◆ Source data:
//! Deploys a set of interdependent contracts in plan order, grants each new
//! contract a capacity allowance with the chain's issuer and persists the
//! resulting addresses and ABIs for downstream services.

pub mod arguments;
pub mod artifacts;
pub mod chain;
pub mod grant;
pub mod orchestrator;
pub mod plan;
pub mod recorder;
pub mod traits;
pub mod verify;

use {
    self::{
        arguments::Arguments,
        artifacts::Artifact,
        chain::RpcChainClient,
        grant::IssuerGrantor,
        orchestrator::{GrantParams, Orchestrator, RunResult},
        plan::Plan,
        recorder::JsonFileRecorder,
        traits::ArtifactRecorder,
        verify::ExplorerClient,
    },
    alloy::{
        network::EthereumWallet,
        providers::{Provider, ProviderBuilder},
        signers::local::PrivateKeySigner,
    },
    anyhow::{Context, Result},
    contracts::{InstanceExt, TRC21Issuer},
    std::{collections::HashMap, path::Path},
};

pub async fn main(args: Arguments) {
    match run(args).await {
        Ok(result) if result.is_success() => (),
        Ok(_) => std::process::exit(1),
        Err(err) => {
            tracing::error!(?err, "deployment could not be started");
            std::process::exit(1);
        }
    }
}

async fn run(args: Arguments) -> Result<RunResult> {
    let plan: Plan = serde_json::from_str(
        &std::fs::read_to_string(&args.plan)
            .with_context(|| format!("failed to read plan {}", args.plan.display()))?,
    )
    .context("malformed plan")?;
    let artifacts = load_artifacts(&plan, &args.artifacts)?;

    let signer: PrivateKeySigner = args.private_key.parse().context("malformed private key")?;
    tracing::info!(account = %signer.address(), "deploying");
    let provider = ProviderBuilder::new()
        .wallet(EthereumWallet::new(signer))
        .connect_http(args.node_url.clone())
        .erased();

    let issuer = match args.issuer {
        Some(address) => TRC21Issuer::Instance::new(address, provider.clone()),
        None => TRC21Issuer::Instance::deployed(&provider)
            .await
            .context("no well-known issuer for this network, pass --issuer")?,
    };

    let recorder = args
        .config_file
        .as_ref()
        .map(|path| Box::new(JsonFileRecorder::new(path)) as Box<dyn ArtifactRecorder>);
    let orchestrator = Orchestrator::new(
        Box::new(RpcChainClient::new(
            provider.clone(),
            args.confirmation_timeout,
        )),
        Box::new(IssuerGrantor::new(issuer, args.confirmation_timeout)),
        recorder,
        GrantParams {
            value: args.capacity,
            gas_price: args.grant_gas_price,
            gas_limit: args.grant_gas_limit,
        },
    );

    let result = orchestrator.run(&plan, &artifacts).await?;
    report(&result);
    verify_sources(&args, &plan, &result).await;
    Ok(result)
}

fn load_artifacts(plan: &Plan, dir: &Path) -> Result<HashMap<String, Artifact>> {
    let mut artifacts = HashMap::new();
    for step in &plan.steps {
        if artifacts.contains_key(&step.artifact) {
            continue;
        }
        artifacts.insert(step.artifact.clone(), Artifact::load(dir, &step.artifact)?);
    }
    Ok(artifacts)
}

fn report(result: &RunResult) {
    for contract in &result.completed {
        tracing::info!(
            step = %contract.step,
            address = %contract.address,
            grant = ?contract.grant,
            "completed"
        );
    }
    if let Some(failed) = &result.failed {
        tracing::error!(
            step = %failed.step,
            error = ?failed.error,
            "run aborted; completed steps were kept and not rolled back"
        );
    }
}

async fn verify_sources(args: &Arguments, plan: &Plan, result: &RunResult) {
    let (Some(explorer), Some(sources)) = (&args.explorer_url, &args.contract_sources) else {
        return;
    };
    let client = match ExplorerClient::new(reqwest::Client::new(), explorer.clone()) {
        Ok(client) => client,
        Err(err) => {
            tracing::warn!(?err, "skipping source verification");
            return;
        }
    };
    for contract in &result.completed {
        let Some(step) = plan.steps.iter().find(|step| step.name == contract.step) else {
            continue;
        };
        let path = sources.join(format!("{}.sol", step.artifact));
        let source = match std::fs::read_to_string(&path) {
            Ok(source) => source,
            Err(err) => {
                tracing::debug!(
                    path = %path.display(),
                    ?err,
                    "no flattened source, skipping verification"
                );
                continue;
            }
        };
        match client.verify(contract.address, &step.artifact, &source).await {
            Ok(()) => tracing::info!(step = %contract.step, "submitted source for verification"),
            Err(err) => tracing::warn!(step = %contract.step, ?err, "source verification failed"),
        }
    }
}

◆ What is required:
Would you transcribe all of the data, keeping each line exact?

◆ Reply to the task:
//! Deploys a set of interdependent contracts in plan order, grants each new
//! contract a capacity allowance with the chain's issuer and persists the
//! resulting addresses and ABIs for downstream services.

pub mod arguments;
pub mod artifacts;
pub mod chain;
pub mod grant;
pub mod orchestrator;
pub mod plan;
pub mod recorder;
pub mod traits;
pub mod verify;

use {
    self::{
        arguments::Arguments,
        artifacts::Artifact,
        chain::RpcChainClient,
        grant::IssuerGrantor,
        orchestrator::{GrantParams, Orchestrator, RunResult},
        plan::Plan,
        recorder::JsonFileRecorder,
        traits::ArtifactRecorder,
        verify::ExplorerClient,
    },
    alloy::{
        network::EthereumWallet,
        providers::{Provider, ProviderBuilder},
        signers::local::PrivateKeySigner,
    },
    anyhow::{Context, Result},
    contracts::{InstanceExt, TRC21Issuer},
    std::{collections::HashMap, path::Path},
};

pub async fn main(args: Arguments) {
    match run(args).await {
        Ok(result) if result.is_success() => (),
        Ok(_) => std::process::exit(1),
        Err(err) => {
            tracing::error!(?err, "deployment could not be started");
            std::process::exit(1);
        }
    }
}

async fn run(args: Arguments) -> Result<RunResult> {
    let plan: Plan = serde_json::from_str(
        &std::fs::read_to_string(&args.plan)
            .with_context(|| format!("failed to read plan {}", args.plan.display()))?,
    )
    .context("malformed plan")?;
    let artifacts = load_artifacts(&plan, &args.artifacts)?;

    let signer: PrivateKeySigner = args.private_key.parse().context("malformed private key")?;
    tracing::info!(account = %signer.address(), "deploying");
    let provider = ProviderBuilder::new()
        .wallet(EthereumWallet::new(signer))
        .connect_http(args.node_url.clone())
        .erased();

    let issuer = match args.issuer {
        Some(address) => TRC21Issuer::Instance::new(address, provider.clone()),
        None => TRC21Issuer::Instance::deployed(&provider)
            .await
            .context("no well-known issuer for this network, pass --issuer")?,
    };

    let recorder = args
        .config_file
        .as_ref()
        .map(|path| Box::new(JsonFileRecorder::new(path)) as Box<dyn ArtifactRecorder>);
    let orchestrator = Orchestrator::new(
        Box::new(RpcChainClient::new(
            provider.clone(),
            args.confirmation_timeout,
        )),
        Box::new(IssuerGrantor::new(issuer, args.confirmation_timeout)),
        recorder,
        GrantParams {
            value: args.capacity,
            gas_price: args.grant_gas_price,
            gas_limit: args.grant_gas_limit,
        },
    );

    let result = orchestrator.run(&plan, &artifacts).await?;
    report(&result);
    verify_sources(&args, &plan, &result).await;
    Ok(result)
}

fn load_artifacts(plan: &Plan, dir: &Path) -> Result<HashMap<String, Artifact>> {
    let mut artifacts = HashMap::new();
    for step in &plan.steps {
        if artifacts.contains_key(&step.artifact) {
            continue;
        }
        artifacts.insert(step.artifact.clone(), Artifact::load(dir, &step.artifact)?);
    }
    Ok(artifacts)
}

fn report(result: &RunResult) {
    for contract in &result.completed {
        tracing::info!(
            step = %contract.step,
            address = %contract.address,
            grant = ?contract.grant,
            "completed"
        );
    }
    if let Some(failed) = &result.failed {
        tracing::error!(
            step = %failed.step,
            error = ?failed.error,
            "run aborted; completed steps were kept and not rolled back"
        );
    }
}

async fn verify_sources(args: &Arguments, plan: &Plan, result: &RunResult) {
    let (Some(explorer), Some(sources)) = (&args.explorer_url, &args.contract_sources) else {
        return;
    };
    let client = match ExplorerClient::new(reqwest::Client::new(), explorer.clone()) {
        Ok(client) => client,
        Err(err) => {
            tracing::warn!(?err, "skipping source verification");
            return;
        }
    };
    for contract in &result.completed {
        let Some(step) = plan.steps.iter().find(|step| step.name == contract.step) else {
            continue;
        };
        let path = sources.join(format!("{}.sol", step.artifact));
        let source = match std::fs::read_to_string(&path) {
            Ok(source) => source,
            Err(err) => {
                tracing::debug!(
                    path = %path.display(),
                    ?err,
                    "no flattened source, skipping verification"
                );
                continue;
            }
        };
        match client.verify(contract.address, &step.artifact, &source).await {
            Ok(()) => tracing::info!(step = %contract.step, "submitted source for verification"),
            Err(err) => tracing::warn!(step = %contract.step, ?err, "source verification failed"),
        }
    }
}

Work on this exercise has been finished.